Daily Development for
Thursday, December 17, 1998

by: Patrick A. Randolph, Jr.
Professor of Law
UMKC School of Law
Of Counsel: Blackwell Sanders Peper Martin
Kansas City, Missouri
randolphp@umkc.edu

EASEMENTS; ACQUISITION; PRESCRIPTION; HOSTILITY: Although normally a prescriptive easement can be obtained when the use of the easement is made without recognition of the rights of the owner of the servient tenement, public policy dictates that where the use is conducted in violation of an express injunction already obtained by the true owner of the property, no prescriptive easement will arise.

Crandall v. Gould, 711 A.2d 682 (Conn. 1998).

In 1960, the owner of a private way obtained an injunction against his neighbor to prevent his neighbor from interfering with the owner's use of the right of way or with a fence that the owner had constructed on the boundary with the neighbor. (The facts do not indicate whether the neighbor had an interest in the fee underlying the right of way, but the terms of the right of way did require the construction of a "good and substantial fence.") Four years later, the neighbor cut a hole in the fence and commenced using a portion of the right of way for access to the neighbor's own property, and did so continuously for over the statutory period.

The Connecticut Supreme Court acknowledged that under the requirement that a prescriptive easement be established "under claim of right," a use hostile to the interests of the true owner of the property over which prescription is claimed is sufficient to establish a prescriptive right, if it meets the standards of notoriety and continuity for the statutory period. But it concluded that a special case exists if the use is undertaken in express violation of an existing injunction.

Here, there had been some argument below as to whether the adverse user's activities in fact violated the injunction, but the court concluded as a matter of fact that they had violated the injunction. Under the circumstances, the court set aside the ordinary rules of prescriptive easements. It concluded that, although typically the remedy for violation of an injunction sounds in damages, another appropriate consequence is denial of any judicial decree furthering the objectives that the violator was pursuing in violating the injunction. Consequently, the court here refused to recognize the prescriptive claim.

"This court must not, and cannot in good conscience, encourage or condone, through its interpretation of statutes or prior cases, conduct that violates a valid court order for the purpose of facilitating the acquistion of a legal right or for any other purpose."

As an alternative analysis, the court also pointed to a statutory provision in Connecticut that states that a owner of land over which another is claiming an easement can interrupt the use and prevent the running of prescriptive claim by the simple act of notice in writing. Here, of course, the true owner did not provide written notice sufficient to suspend the running of prescription, but the court viewed a holding in this case that the claimant could violate an injunction and still get a prescriptive right as inconsistent with the public policy objectives reflected in the statute.

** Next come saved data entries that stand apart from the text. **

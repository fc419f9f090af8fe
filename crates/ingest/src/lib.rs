//! Package ingestion.
//!
//! Turns an uploaded byte stream into a registered [`PackageRecord`]:
//! validate the upload, read its manifest, refuse duplicates, then hand the
//! archive to the [`Store`], which makes it visible only once it is durable.

pub mod error;

use crate::error::{ErrorKind, Result};
use exn::ResultExt;
use futures::{AsyncRead, AsyncReadExt};
use nupack_manifest::{PACKAGE_EXTENSION, ZIP_MAGIC};
use nupack_store::{PackageRecord, Store};
use std::sync::Arc;
use time::OffsetDateTime;
use tracing::instrument;

/// Largest accepted upload unless configured otherwise: 250 MiB.
pub const DEFAULT_MAX_PACKAGE_SIZE: u64 = 250 * 1024 * 1024;
/// Longest accepted package id.
pub const MAX_ID_LENGTH: usize = 100;

/// Limits applied to every upload.
#[derive(Debug, Clone, Copy, PartialEq, Eq)]
pub struct IngestOptions {
    /// Uploads larger than this many bytes are rejected
    pub max_package_size: u64,
}
impl Default for IngestOptions {
    fn default() -> Self {
        Self { max_package_size: DEFAULT_MAX_PACKAGE_SIZE }
    }
}

fn has_package_extension(name: &str) -> bool {
    name.rsplit_once('.').is_some_and(|(stem, ext)| !stem.is_empty() && ext.eq_ignore_ascii_case(PACKAGE_EXTENSION))
}

/// Whether `id` is a well-formed package id.
///
/// Ids are runs of ASCII letters, digits and `_`, joined by single `.` or
/// `-`, and at most [`MAX_ID_LENGTH`] characters long. They end up in file
/// names and URLs verbatim.
pub fn is_valid_id(id: &str) -> bool {
    id.len() <= MAX_ID_LENGTH
        && id
            .split(['.', '-'])
            .all(|part| !part.is_empty() && part.chars().all(|c| c.is_ascii_alphanumeric() || c == '_'))
}

async fn read_limited<R: AsyncRead + Unpin>(archive: R, limit: u64) -> Result<Vec<u8>> {
    let mut bytes = Vec::new();
    // One byte past the limit is enough to know it was exceeded.
    archive.take(limit.saturating_add(1)).read_to_end(&mut bytes).await.or_raise(|| ErrorKind::Read)?;
    if bytes.len() as u64 > limit {
        exn::bail!(ErrorKind::validation(format!("package exceeds the {limit} byte limit")));
    }
    Ok(bytes)
}

/// Validate and register an uploaded package archive.
///
/// `declared_name` is the file name the uploader supplied; it must end in
/// `.nupkg`. On success the returned record has `created` and `published`
/// set to now and `size` set to the archive length.
///
/// # Errors
///
/// - [`Validation`](ErrorKind::Validation): wrong extension, empty or
///   oversized upload, not a zip archive, missing or unreadable manifest, a
///   malformed id, or an unparseable version.
/// - [`Conflict`](ErrorKind::Conflict): the id and version already exist.
/// - [`Read`](ErrorKind::Read) / [`Store`](ErrorKind::Store): I/O failures.
#[instrument(skip(store, archive, options), fields(id, version))]
pub async fn ingest<R: AsyncRead + Unpin>(
    store: &Store,
    archive: R,
    declared_name: &str,
    options: &IngestOptions,
) -> Result<Arc<PackageRecord>> {
    if !has_package_extension(declared_name.trim()) {
        exn::bail!(ErrorKind::validation(format!("file must be a .{PACKAGE_EXTENSION} package")));
    }
    let bytes = read_limited(archive, options.max_package_size).await?;
    if bytes.is_empty() {
        exn::bail!(ErrorKind::validation("package file is empty"));
    }
    if !bytes.starts_with(&ZIP_MAGIC) {
        exn::bail!(ErrorKind::validation("file is not a package archive"));
    }

    let (manifest, bytes) = tokio::task::spawn_blocking(move || (nupack_manifest::extract(&bytes), bytes))
        .await
        .or_raise(|| ErrorKind::validation("package manifest could not be read"))?;
    let manifest = manifest.or_raise(|| ErrorKind::validation("package manifest is missing or malformed"))?;
    tracing::Span::current().record("id", manifest.id.as_str()).record("version", manifest.version.as_str());
    if !is_valid_id(&manifest.id) {
        exn::bail!(ErrorKind::validation(format!("invalid package id {:?}", manifest.id)));
    }

    let size = bytes.len() as u64;
    let raw_version = manifest.version.clone();
    let record = PackageRecord::from_manifest(manifest, size, OffsetDateTime::now_utc())
        .or_raise(|| ErrorKind::validation(format!("invalid package version {raw_version:?}")))?;

    let conflict = || ErrorKind::Conflict { id: record.id.clone(), version: record.version.clone() };
    if store.get(&record.id, &record.version).await.or_raise(|| ErrorKind::Store)?.is_some() {
        exn::bail!(conflict());
    }
    let conflict = conflict();
    match store.put(record, &bytes).await {
        Ok(record) => Ok(record),
        // Lost a race with a concurrent upload of the same version.
        Err(e) if e.is_conflict() => Err(e).or_raise(|| conflict),
        Err(e) => Err(e).or_raise(|| ErrorKind::Store),
    }
}
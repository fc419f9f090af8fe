//! String-level comparison with graceful degradation.
//!
//! Callers mostly hold versions as strings (file names, manifest values, URL
//! segments). These helpers parse on the fly and, when a string is not a
//! valid version, fall back to case-insensitive lexical ordering instead of
//! failing the whole listing. The fallback is reported through
//! [`Outcome::degraded`] so callers can log it.

use crate::Version;
use std::cmp::Ordering;

/// A result that may have been computed with the lexical fallback.
#[derive(Debug, Clone, Copy, PartialEq, Eq)]
pub struct Outcome<T> {
    pub value: T,
    /// `true` if at least one input failed to parse.
    pub degraded: bool,
}
impl<T> Outcome<T> {
    fn exact(value: T) -> Self {
        Self { value, degraded: false }
    }

    fn degraded(value: T) -> Self {
        Self { value, degraded: true }
    }
}

fn lexical(a: &str, b: &str) -> Ordering {
    a.chars().flat_map(char::to_lowercase).cmp(b.chars().flat_map(char::to_lowercase))
}

/// Whether a version string denotes a prerelease.
///
/// Any hyphen counts, parsed or not:
///
/// ```
/// assert!(nupack_version::is_prerelease("2.0.0-beta"));
/// assert!(!nupack_version::is_prerelease("2.0.0"));
/// ```
pub fn is_prerelease(version: &str) -> bool {
    version.contains('-')
}

/// Compare two version strings.
///
/// ```
/// use std::cmp::Ordering;
/// use nupack_version::compare;
///
/// assert_eq!(compare("1.0.0", "2.0.0-beta").value, Ordering::Less);
/// assert!(!compare("1.0.0", "2.0.0-beta").degraded);
///
/// let fallback = compare("nightly", "1.0.0");
/// assert!(fallback.degraded);
/// assert_eq!(fallback.value, Ordering::Greater);
/// ```
pub fn compare(a: &str, b: &str) -> Outcome<Ordering> {
    match (Version::parse(a), Version::parse(b)) {
        (Ok(a), Ok(b)) => Outcome::exact(a.cmp(&b)),
        _ => Outcome::degraded(lexical(a, b)),
    }
}

/// `lower <= version <= upper`, using [`compare`] for both bounds.
pub fn in_range(version: &str, lower: &str, upper: &str) -> Outcome<bool> {
    let low = compare(version, lower);
    let high = compare(version, upper);
    Outcome {
        value: low.value != Ordering::Less && high.value != Ordering::Greater,
        degraded: low.degraded || high.degraded,
    }
}

/// Sort items ascending by the version string that `key` extracts.
///
/// Mixing parsed and lexical comparisons inside one sort does not give a
/// total order, so if any key fails to parse the whole slice is ordered
/// lexically instead and the outcome is marked degraded.
pub fn sort_versions<T>(items: &mut [T], key: impl Fn(&T) -> &str) -> Outcome<()> {
    if items.iter().all(|item| Version::parse(key(item)).is_ok()) {
        // Every key parses, so the cached keys are all `Some`.
        items.sort_by_cached_key(|item| Version::parse(key(item)).ok());
        return Outcome::exact(());
    }
    tracing::debug!(count = items.len(), "Unparseable version in listing; ordering lexically");
    items.sort_by(|a, b| lexical(key(a), key(b)));
    Outcome::degraded(())
}

/// The item with the highest version, under the same rules as [`sort_versions`].
pub fn max_version<T>(items: impl IntoIterator<Item = T>, key: impl Fn(&T) -> &str) -> Outcome<Option<T>> {
    let mut items = items.into_iter().collect::<Vec<_>>();
    let outcome = sort_versions(&mut items, &key);
    Outcome { value: items.pop(), degraded: outcome.degraded }
}
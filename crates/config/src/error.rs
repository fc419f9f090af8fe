//! Configuration Error Types
//!
//! Uses `exn` for automatic location tracking and error tree construction.

use derive_more::{Display, Error};
use std::path::PathBuf;

/// A configuration error with automatic location tracking.
pub type Error = exn::Exn<ErrorKind>;
/// Result type alias for configuration loading.
pub type Result<T> = std::result::Result<T, Error>;

/// Every variant is a user mistake: fix the configuration and retry.
#[derive(Debug, Display, Error, Clone, PartialEq, Eq)]
pub enum ErrorKind {
    #[display("config file not found: {}", _0.display())]
    NotFound(#[error(not(source))] PathBuf),
    #[display("unsupported config file format: {}", _0.display())]
    UnsupportedFormat(#[error(not(source))] PathBuf),
    /// A source could not be read or did not match the expected shape.
    #[display("cannot parse configuration")]
    Parse,
    #[display("invalid configuration: {_0}")]
    Invalid(#[error(not(source))] String),
    #[display("undefined environment variable ${{{_0}}}")]
    UndefinedVariable(#[error(not(source))] String),
    /// No storage path is configured and the platform has no data directory.
    #[display("cannot determine a default storage directory")]
    NoDataDirectory,
}

impl ErrorKind {
    pub fn is_retryable(&self) -> bool {
        false
    }
}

Comment: The Connecticut decision is right on target. Where a party has been personally enjoined from invading the property of another, any further invasions are clearly the acts of a thief, and there is no reason to stretch the policy of prescriptive easements to cover such actions.

Furthermore, isn't the Connecticut statute concerning interruption of hostile use a good idea? Why should it be necessary for a landowner to bring a lawsuit to protect itself from the long term consequences of invasive activity? Isn't a simple notice enough? Again, the real purpose of adverse possession law and prescriptive easement law is to clear title in favor of persons who really ought to have good title, but for some reason based upon mischance or good faith mistake, do not have such title. Although, in order to make the doctrine work efficiently, it is sometimes possible for parties to "steal title," that is not the purpose of the doctrine and policies that more narrowly direct its operation away from land thieves are salutory.

The state statutory scheme makes clear that one cannot acquire a prescriptive easement in a situation where the party engaged in the adverse use has received formal and adequate notice of the property owner's intent to prevent an easement from being acquired by prescription. The owner of the land over which a right of way is claimed or used may give notice in writing to the person claiming or using the privilege of his intention to dispute the right of way. Such a notice will be deemed an interruption of the use and prevents the acquisition of a right of continuous use for any length of time thereafter. The Crandall court applied this concept to conclude that the existence of a permanent injunction, which had formally been issued to enjoin the use of a private right of way, was sufficient to prevent acquisition of an easement through adverse use by the enjoined parties.